___ Supplied entries ___

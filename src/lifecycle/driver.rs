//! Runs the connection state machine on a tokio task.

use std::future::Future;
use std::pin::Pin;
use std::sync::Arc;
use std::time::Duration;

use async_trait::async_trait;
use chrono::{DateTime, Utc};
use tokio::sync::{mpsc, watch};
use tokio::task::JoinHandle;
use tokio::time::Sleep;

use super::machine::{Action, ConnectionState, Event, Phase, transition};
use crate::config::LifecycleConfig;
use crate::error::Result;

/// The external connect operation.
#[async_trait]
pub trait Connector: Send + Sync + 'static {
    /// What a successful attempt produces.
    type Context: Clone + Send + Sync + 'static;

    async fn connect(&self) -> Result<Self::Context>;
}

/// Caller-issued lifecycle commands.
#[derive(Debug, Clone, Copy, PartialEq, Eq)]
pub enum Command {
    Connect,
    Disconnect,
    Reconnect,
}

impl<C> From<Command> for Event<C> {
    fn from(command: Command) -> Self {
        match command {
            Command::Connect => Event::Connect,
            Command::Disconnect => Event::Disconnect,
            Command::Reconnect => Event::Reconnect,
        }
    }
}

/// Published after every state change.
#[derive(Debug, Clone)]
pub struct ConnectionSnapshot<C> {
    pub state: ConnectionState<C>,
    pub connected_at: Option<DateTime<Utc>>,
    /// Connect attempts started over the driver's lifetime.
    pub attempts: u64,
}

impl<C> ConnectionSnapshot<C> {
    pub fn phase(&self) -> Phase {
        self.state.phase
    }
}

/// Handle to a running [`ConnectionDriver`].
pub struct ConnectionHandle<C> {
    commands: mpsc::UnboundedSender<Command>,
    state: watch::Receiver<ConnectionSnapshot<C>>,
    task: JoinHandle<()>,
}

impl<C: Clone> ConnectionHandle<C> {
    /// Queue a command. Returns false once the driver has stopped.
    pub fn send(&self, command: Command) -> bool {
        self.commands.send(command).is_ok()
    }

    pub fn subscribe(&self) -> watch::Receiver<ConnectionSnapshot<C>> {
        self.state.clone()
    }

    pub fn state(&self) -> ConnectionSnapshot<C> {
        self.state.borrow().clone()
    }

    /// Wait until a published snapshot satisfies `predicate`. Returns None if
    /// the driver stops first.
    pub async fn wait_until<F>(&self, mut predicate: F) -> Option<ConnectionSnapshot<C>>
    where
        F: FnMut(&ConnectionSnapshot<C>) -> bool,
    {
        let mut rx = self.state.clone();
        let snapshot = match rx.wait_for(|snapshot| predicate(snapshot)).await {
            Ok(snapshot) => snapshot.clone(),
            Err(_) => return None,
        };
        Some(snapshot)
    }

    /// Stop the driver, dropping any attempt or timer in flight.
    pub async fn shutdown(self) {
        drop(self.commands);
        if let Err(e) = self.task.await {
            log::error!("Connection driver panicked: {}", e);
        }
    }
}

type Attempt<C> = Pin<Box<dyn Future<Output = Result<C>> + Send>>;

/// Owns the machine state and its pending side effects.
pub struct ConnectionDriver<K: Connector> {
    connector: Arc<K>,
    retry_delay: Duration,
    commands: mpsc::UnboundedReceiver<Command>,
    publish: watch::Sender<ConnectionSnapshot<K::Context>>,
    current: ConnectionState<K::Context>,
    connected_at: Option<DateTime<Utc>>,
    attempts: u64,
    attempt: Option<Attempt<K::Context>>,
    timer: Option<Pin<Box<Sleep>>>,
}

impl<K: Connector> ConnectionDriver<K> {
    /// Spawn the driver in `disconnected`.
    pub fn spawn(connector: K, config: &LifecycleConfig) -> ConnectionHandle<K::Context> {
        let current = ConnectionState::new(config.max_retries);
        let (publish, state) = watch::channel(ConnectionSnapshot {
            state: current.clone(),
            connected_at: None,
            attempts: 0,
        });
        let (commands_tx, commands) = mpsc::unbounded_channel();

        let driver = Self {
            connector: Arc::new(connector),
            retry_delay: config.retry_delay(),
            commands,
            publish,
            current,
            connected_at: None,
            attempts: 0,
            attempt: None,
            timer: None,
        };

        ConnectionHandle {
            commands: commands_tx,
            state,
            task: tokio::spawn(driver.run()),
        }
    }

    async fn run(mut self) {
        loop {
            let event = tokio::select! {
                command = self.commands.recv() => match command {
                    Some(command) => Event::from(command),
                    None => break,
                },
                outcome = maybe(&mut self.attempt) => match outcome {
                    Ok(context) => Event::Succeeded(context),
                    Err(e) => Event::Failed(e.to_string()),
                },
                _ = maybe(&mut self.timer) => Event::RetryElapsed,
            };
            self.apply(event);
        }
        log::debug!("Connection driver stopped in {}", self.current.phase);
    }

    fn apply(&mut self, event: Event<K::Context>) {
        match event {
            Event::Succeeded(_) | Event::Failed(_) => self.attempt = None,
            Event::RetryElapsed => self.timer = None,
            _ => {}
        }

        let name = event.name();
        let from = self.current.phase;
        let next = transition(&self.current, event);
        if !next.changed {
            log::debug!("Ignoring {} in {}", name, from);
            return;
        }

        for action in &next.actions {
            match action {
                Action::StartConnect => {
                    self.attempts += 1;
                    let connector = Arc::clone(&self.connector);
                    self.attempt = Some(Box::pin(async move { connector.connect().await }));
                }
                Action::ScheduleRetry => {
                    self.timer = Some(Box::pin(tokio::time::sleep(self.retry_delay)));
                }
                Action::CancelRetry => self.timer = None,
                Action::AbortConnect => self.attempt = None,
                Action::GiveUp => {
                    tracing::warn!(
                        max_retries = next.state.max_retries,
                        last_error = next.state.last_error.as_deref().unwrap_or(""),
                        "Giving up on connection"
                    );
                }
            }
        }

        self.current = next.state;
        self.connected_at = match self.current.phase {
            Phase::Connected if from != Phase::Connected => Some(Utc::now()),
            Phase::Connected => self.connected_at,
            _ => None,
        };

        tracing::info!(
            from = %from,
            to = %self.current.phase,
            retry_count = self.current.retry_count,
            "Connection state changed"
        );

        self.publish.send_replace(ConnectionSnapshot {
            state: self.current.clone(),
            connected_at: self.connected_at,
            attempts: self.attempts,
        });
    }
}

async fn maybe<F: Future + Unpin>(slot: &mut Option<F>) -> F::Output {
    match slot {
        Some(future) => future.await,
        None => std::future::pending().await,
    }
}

___

• **Task objective**:
Lines holding the word "transition" should be copied from the entries above.

• **Finished task**:
use super::machine::{Action, ConnectionState, Event, Phase, transition};
        let next = transition(&self.current, event);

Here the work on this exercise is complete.